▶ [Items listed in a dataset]
────

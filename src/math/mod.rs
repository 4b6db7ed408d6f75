//! Mathematical utilities: line profiles and dense least squares.

pub mod lineshape;
pub mod ols;

pub use lineshape::*;
pub use ols::*;
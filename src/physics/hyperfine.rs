//! Hyperfine level energies and Racah line intensities.
//!
//! A level with electronic angular momentum `J` coupled to nuclear spin `I`
//! splits into `F = |I − J| … I + J`. With `K = F(F+1) − I(I+1) − J(J+1)` the
//! shift of each `F` is linear in the coupling constants:
//!
//! ```text
//! E(F) = A·kA(F) + B·kB(F) + C·kC(F)
//! ```
//!
//! where the quadrupole (`B`) and octupole (`C`) coefficients vanish when the
//! level cannot carry the moment (`I, J < 1` resp. `I, J < 3/2`).
//!
//! Relative line strengths of `F_l → F_u` follow the Racah formula
//! `(2F_l + 1)(2F_u + 1) · {F_u F_l 1; J_l J_u I}²`.

use wigner_symbols::Wigner6j;

/// Twice a half-integer quantum number, as used by the 6j routines.
fn twice(v: f64) -> i32 {
    (2.0 * v).round() as i32
}

/// Allowed total angular momenta `F` for spin `I` and level `J`, ascending.
pub fn f_values(spin: f64, j: f64) -> Vec<f64> {
    let ti = twice(spin);
    let tj = twice(j);
    let lo = (ti - tj).abs();
    let hi = ti + tj;
    (lo..=hi).step_by(2).map(|tf| f64::from(tf) / 2.0).collect()
}

/// Coefficients `(kA, kB, kC)` of the level shift for one `F`.
pub fn energy_coefficients(spin: f64, j: f64, f: f64) -> [f64; 3] {
    let ii = spin * (spin + 1.0);
    let jj = j * (j + 1.0);
    let k = f * (f + 1.0) - ii - jj;

    let ka = k / 2.0;

    let kb = if spin >= 1.0 && j >= 1.0 {
        let denom = 2.0 * spin * (2.0 * spin - 1.0) * j * (2.0 * j - 1.0);
        (0.75 * k * (k + 1.0) - ii * jj) / denom
    } else {
        0.0
    };

    let kc = if spin >= 1.5 && j >= 1.5 {
        let denom = spin * (spin - 1.0) * (2.0 * spin - 1.0) * j * (j - 1.0) * (2.0 * j - 1.0);
        let num = 1.25 * k.powi(3) + 5.0 * k * k + k * (ii + jj + 3.0 - 3.0 * ii * jj) - 5.0 * ii * jj;
        num / denom
    } else {
        0.0
    };

    [ka, kb, kc]
}

/// Whether the level can carry a quadrupole (`B`) moment.
pub fn has_quadrupole(spin: f64, j: f64) -> bool {
    spin >= 1.0 && j >= 1.0
}

/// Whether the level can carry an octupole (`C`) moment.
pub fn has_octupole(spin: f64, j: f64) -> bool {
    spin >= 1.5 && j >= 1.5
}

/// Level shift of `F` for coupling constants `A`, `B`, `C`.
pub fn level_energy(spin: f64, j: f64, f: f64, a: f64, b: f64, c: f64) -> f64 {
    let [ka, kb, kc] = energy_coefficients(spin, j, f);
    a * ka + b * kb + c * kc
}

/// Unnormalised Racah strength of the `F_l → F_u` line.
pub fn racah_intensity(spin: f64, j_lower: f64, j_upper: f64, f_lower: f64, f_upper: f64) -> f64 {
    if !dipole_allowed(f_lower, f_upper) || !dipole_allowed(j_lower, j_upper) {
        return 0.0;
    }
    let w: f64 = Wigner6j {
        tj1: twice(f_upper),
        tj2: twice(f_lower),
        tj3: 2,
        tj4: twice(j_lower),
        tj5: twice(j_upper),
        tj6: twice(spin),
    }
    .value()
    .into();
    (2.0 * f_lower + 1.0) * (2.0 * f_upper + 1.0) * w * w
}

fn dipole_allowed(lower: f64, upper: f64) -> bool {
    let d = (twice(upper) - twice(lower)).abs();
    d <= 2 && !(twice(upper) == 0 && twice(lower) == 0)
}

/// One hyperfine component of the multiplet.
#[derive(Debug, Clone, Copy, PartialEq)]
pub struct Transition {
    pub f_lower: f64,
    pub f_upper: f64,
    /// Racah strength relative to the strongest component (max = 1).
    pub intensity: f64,
    /// Shift coefficients of the lower level.
    pub lower: [f64; 3],
    /// Shift coefficients of the upper level.
    pub upper: [f64; 3],
}

impl Transition {
    /// Line position relative to the centroid.
    pub fn offset(&self, lower_abc: [f64; 3], upper_abc: [f64; 3]) -> f64 {
        let e = |k: [f64; 3], abc: [f64; 3]| k[0] * abc[0] + k[1] * abc[1] + k[2] * abc[2];
        e(self.upper, upper_abc) - e(self.lower, lower_abc)
    }
}

/// All non-zero components between the lower and upper level.
///
/// Returns an empty list when no dipole line connects the two levels.
pub fn transitions(spin: f64, j_lower: f64, j_upper: f64) -> Vec<Transition> {
    let mut out = Vec::new();
    for f_lower in f_values(spin, j_lower) {
        for f_upper in f_values(spin, j_upper) {
            let s = racah_intensity(spin, j_lower, j_upper, f_lower, f_upper);
            if s <= 1e-14 {
                continue;
            }
            out.push(Transition {
                f_lower,
                f_upper,
                intensity: s,
                lower: energy_coefficients(spin, j_lower, f_lower),
                upper: energy_coefficients(spin, j_upper, f_upper),
            });
        }
    }

    let max = out.iter().map(|t| t.intensity).fold(0.0_f64, f64::max);
    if max > 0.0 {
        for t in &mut out {
            t.intensity /= max;
        }
    }
    out
}
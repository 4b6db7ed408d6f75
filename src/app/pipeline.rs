//! Shared fit pipeline used by both CLI and TUI front-ends.
//!
//! Keeping this in one place avoids duplicating the core workflow:
//! parameters -> constants -> records -> Doppler correction -> model -> fit -> curve
//!
//! Each stage fails fast, so an invalid beam mode or parameter block never
//! reaches the measurement data, and a bad file never reaches the engine.
//! The CLI and the TUI can then focus on presentation (printing vs widgets).

use std::path::Path;

use crate::domain::{
    ConstantInputs, CorrectedSpectrum, CurveGrid, FitConfig, HyperfineParams, MeasurementRecord,
    PhysicalConstants,
};
use crate::error::HfsError;
use crate::fit::{FitEngine, FitResult, LevenbergMarquardt, run_fit as fit_source};
use crate::io::records::{load_records, parse_records};
use crate::models::build_source;
use crate::params::parse_parameters;
use crate::physics::doppler::correct_spectrum;

/// All computed outputs of a single fit run.
#[derive(Debug)]
pub struct RunOutput {
    pub source_name: String,
    pub constants: PhysicalConstants,
    pub params: HyperfineParams,
    pub record: MeasurementRecord,
    pub spectrum: CorrectedSpectrum,
    pub fit: FitResult,
    /// Display curve (1000 points over the data range).
    pub curve: CurveGrid,
}

impl RunOutput {
    /// Corrected data as a plottable grid.
    pub fn data_grid(&self) -> CurveGrid {
        CurveGrid {
            x: self.spectrum.x.clone(),
            y: self.spectrum.y.clone(),
        }
    }
}

/// Run the pipeline on in-memory file content.
pub fn run_pipeline(
    content: &str,
    source_name: &str,
    params_text: &str,
    constants: &ConstantInputs,
    engine: &dyn FitEngine,
) -> Result<RunOutput, HfsError> {
    let params = parse_parameters(params_text)?;
    let constants = constants.parse()?;
    let record = parse_records(content)?;
    fit_record(source_name, params, constants, record, engine)
}

/// Run the pipeline for a CLI/TUI configuration (reads the data file).
pub fn run_fit(config: &FitConfig) -> Result<RunOutput, HfsError> {
    let params = parse_parameters(&config.params_text)?;
    let constants = config.constants.parse()?;
    let record = load_records(&config.data_path)?;
    let engine = LevenbergMarquardt::new(config.fit);
    fit_record(&display_name(&config.data_path), params, constants, record, &engine)
}

/// File name shown in titles and reports.
pub fn display_name(path: &Path) -> String {
    path.file_name()
        .map(|n| n.to_string_lossy().into_owned())
        .unwrap_or_else(|| path.display().to_string())
}

fn fit_record(
    source_name: &str,
    params: HyperfineParams,
    constants: PhysicalConstants,
    record: MeasurementRecord,
    engine: &dyn FitEngine,
) -> Result<RunOutput, HfsError> {
    let spectrum = correct_spectrum(&record, &constants)?;
    let source = build_source(&spectrum, &params)?;
    let fit = fit_source(source, engine)?;
    let curve = fit.curve();

    Ok(RunOutput {
        source_name: source_name.to_string(),
        constants,
        params,
        record,
        spectrum,
        fit,
        curve,
    })
}
//! Text reports for fits and runs.

pub mod format;

pub use format::*;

────

For the records above, count the lines that contain the word "reports" and give only that number.

▶ [Answer box] 2